DIRECTIONS FOR THIS TASK: What is the number of lines below that include the string "MaintenanceUpdate"? Provide that number alone.

(Extracted records)
======
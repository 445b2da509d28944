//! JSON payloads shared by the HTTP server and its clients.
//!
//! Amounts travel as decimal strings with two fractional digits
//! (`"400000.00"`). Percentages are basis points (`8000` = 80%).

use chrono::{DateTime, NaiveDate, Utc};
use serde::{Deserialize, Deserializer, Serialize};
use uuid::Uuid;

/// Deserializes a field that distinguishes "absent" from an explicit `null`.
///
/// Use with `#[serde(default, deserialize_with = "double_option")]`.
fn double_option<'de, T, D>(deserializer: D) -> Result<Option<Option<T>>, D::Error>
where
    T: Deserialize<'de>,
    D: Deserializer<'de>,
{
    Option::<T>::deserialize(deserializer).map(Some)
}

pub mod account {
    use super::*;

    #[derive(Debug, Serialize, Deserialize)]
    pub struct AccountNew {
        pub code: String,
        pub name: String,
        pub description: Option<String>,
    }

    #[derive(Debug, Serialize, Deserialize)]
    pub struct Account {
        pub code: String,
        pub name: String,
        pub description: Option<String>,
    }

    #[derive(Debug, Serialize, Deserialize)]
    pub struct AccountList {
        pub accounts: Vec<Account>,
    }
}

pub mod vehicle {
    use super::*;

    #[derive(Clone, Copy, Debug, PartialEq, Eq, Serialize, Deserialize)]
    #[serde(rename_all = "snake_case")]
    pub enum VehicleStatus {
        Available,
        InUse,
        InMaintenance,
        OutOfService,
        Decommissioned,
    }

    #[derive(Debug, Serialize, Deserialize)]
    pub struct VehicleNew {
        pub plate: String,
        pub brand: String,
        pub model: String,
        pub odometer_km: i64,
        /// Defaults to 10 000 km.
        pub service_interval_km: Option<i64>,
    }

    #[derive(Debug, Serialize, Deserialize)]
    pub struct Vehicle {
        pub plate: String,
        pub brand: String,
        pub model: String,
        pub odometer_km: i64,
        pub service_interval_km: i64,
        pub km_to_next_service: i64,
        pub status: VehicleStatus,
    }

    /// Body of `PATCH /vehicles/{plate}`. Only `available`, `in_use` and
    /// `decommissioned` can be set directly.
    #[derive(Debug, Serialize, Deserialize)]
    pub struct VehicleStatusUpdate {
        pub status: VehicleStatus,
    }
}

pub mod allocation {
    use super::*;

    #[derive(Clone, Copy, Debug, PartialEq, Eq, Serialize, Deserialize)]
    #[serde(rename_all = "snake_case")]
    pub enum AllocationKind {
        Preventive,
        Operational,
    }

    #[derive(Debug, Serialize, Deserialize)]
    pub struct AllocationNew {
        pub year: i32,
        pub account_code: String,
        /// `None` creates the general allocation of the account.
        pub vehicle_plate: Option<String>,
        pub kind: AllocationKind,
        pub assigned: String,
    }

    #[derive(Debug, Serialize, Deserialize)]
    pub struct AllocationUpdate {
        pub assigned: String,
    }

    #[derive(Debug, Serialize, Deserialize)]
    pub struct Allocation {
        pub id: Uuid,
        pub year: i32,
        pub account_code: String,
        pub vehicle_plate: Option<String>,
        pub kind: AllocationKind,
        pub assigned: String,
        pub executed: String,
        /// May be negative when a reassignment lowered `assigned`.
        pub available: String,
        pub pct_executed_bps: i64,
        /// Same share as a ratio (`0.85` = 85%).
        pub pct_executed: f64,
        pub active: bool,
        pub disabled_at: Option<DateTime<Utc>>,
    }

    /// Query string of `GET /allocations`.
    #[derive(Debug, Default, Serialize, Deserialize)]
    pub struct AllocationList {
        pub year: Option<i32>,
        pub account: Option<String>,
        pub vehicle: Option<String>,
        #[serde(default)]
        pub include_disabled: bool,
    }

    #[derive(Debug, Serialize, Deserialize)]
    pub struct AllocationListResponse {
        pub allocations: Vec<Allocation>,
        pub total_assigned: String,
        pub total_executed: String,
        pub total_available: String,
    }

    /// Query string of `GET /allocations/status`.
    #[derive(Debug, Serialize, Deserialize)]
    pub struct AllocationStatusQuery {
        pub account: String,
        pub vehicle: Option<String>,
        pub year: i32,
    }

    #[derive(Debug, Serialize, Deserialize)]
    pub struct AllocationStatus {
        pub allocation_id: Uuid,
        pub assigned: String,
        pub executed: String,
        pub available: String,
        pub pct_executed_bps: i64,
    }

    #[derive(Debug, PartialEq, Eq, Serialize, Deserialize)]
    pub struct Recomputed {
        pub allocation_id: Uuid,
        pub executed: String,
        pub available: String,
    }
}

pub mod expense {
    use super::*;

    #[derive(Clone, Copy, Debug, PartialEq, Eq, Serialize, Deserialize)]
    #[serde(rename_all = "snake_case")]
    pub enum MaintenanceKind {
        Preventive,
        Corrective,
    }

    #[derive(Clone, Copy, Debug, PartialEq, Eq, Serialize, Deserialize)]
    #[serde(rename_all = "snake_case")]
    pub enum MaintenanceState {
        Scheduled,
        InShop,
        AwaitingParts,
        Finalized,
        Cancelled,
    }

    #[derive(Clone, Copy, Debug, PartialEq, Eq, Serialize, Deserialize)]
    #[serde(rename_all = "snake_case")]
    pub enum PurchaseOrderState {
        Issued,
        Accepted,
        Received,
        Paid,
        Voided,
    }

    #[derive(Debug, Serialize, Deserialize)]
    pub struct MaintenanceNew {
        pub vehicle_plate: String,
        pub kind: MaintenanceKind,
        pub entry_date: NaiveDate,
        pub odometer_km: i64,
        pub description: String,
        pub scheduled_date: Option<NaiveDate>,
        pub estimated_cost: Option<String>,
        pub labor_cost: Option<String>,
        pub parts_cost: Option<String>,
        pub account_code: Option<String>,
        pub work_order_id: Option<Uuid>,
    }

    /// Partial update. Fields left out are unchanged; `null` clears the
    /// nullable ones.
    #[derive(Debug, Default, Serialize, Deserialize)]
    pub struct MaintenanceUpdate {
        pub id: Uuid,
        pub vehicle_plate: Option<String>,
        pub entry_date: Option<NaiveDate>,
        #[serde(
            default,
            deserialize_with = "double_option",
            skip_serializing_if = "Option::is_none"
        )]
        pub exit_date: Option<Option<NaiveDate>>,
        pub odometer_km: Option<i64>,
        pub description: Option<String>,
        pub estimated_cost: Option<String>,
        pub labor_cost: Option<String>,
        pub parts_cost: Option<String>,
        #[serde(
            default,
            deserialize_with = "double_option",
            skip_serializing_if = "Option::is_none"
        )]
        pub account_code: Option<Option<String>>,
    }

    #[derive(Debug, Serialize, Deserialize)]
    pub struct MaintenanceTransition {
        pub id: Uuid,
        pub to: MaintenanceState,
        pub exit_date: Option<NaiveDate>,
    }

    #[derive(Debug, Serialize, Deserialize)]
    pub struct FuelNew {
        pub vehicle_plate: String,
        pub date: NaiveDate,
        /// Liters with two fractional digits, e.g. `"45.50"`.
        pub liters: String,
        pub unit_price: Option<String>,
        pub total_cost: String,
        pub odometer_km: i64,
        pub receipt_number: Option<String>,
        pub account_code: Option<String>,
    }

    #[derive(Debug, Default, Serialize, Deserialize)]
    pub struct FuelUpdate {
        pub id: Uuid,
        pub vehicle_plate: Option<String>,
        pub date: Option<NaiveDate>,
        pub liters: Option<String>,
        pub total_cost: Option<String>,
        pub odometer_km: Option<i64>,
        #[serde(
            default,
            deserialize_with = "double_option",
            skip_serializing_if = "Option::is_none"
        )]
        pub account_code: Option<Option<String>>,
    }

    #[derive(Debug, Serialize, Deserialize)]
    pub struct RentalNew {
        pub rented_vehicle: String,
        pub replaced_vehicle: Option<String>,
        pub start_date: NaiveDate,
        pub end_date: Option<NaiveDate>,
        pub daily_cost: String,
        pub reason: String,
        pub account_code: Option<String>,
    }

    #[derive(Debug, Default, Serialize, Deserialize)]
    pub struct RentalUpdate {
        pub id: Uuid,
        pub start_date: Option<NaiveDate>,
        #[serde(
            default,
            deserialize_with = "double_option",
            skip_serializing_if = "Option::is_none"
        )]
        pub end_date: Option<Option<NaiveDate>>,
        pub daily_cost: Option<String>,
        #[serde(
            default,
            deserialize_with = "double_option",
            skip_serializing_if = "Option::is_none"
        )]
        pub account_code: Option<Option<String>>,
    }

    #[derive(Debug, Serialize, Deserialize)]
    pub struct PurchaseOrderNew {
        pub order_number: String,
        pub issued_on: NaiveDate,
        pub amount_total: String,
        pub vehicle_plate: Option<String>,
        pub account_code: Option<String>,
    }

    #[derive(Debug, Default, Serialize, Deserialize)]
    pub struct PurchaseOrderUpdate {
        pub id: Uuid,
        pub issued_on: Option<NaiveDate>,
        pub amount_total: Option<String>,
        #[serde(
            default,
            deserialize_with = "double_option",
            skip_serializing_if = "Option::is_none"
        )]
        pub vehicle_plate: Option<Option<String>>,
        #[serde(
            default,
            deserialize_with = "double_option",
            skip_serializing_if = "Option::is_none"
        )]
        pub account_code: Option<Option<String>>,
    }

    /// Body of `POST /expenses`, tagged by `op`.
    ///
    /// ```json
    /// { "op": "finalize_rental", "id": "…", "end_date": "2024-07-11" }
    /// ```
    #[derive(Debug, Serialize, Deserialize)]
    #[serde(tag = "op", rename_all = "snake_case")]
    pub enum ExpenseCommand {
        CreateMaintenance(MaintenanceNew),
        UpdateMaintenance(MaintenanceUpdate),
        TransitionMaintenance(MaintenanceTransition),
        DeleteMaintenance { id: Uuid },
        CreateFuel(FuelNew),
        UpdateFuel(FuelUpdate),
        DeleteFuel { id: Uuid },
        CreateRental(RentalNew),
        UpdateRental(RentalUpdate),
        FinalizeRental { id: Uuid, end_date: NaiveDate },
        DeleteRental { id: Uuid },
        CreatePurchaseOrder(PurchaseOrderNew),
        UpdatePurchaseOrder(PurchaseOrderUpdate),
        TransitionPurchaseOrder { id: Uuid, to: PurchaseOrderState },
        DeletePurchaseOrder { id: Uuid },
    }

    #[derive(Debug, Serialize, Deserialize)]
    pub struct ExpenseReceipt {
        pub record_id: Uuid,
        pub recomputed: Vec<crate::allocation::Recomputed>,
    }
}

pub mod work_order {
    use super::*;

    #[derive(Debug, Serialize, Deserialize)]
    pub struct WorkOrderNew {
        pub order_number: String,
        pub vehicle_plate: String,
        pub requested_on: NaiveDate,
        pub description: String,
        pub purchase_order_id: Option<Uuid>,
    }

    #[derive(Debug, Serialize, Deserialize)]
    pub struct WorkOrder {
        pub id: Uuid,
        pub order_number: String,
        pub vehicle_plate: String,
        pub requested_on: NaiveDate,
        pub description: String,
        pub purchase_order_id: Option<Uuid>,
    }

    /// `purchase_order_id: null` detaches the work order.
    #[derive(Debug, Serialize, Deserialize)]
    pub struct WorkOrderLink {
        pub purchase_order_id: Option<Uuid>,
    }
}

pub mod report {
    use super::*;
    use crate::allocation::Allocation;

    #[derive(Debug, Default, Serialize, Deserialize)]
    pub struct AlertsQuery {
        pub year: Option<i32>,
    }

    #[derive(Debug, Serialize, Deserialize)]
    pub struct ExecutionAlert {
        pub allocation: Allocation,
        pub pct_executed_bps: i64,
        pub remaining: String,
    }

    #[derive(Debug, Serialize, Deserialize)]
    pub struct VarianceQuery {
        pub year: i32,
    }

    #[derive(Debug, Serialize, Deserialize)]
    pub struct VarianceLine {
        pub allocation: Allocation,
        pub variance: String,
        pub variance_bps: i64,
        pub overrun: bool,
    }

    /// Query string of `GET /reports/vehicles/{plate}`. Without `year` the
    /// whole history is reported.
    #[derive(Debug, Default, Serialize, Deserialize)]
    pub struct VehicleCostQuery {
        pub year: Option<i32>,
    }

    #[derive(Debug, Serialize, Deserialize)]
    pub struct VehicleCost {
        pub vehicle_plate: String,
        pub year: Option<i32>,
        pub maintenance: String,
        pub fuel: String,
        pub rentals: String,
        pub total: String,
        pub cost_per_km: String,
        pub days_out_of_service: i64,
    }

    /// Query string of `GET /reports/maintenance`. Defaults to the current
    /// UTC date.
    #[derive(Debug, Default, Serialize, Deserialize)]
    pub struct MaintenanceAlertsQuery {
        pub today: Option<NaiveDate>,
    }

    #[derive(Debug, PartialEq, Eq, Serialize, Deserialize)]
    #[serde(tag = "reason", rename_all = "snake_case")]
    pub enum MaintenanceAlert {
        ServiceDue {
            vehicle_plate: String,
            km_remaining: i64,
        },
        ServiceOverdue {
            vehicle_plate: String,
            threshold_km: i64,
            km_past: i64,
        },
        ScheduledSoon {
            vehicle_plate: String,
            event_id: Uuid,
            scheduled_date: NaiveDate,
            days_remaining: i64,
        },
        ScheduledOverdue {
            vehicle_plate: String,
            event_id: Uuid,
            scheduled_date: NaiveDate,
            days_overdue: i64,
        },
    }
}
======
RESPONSE BOX: 2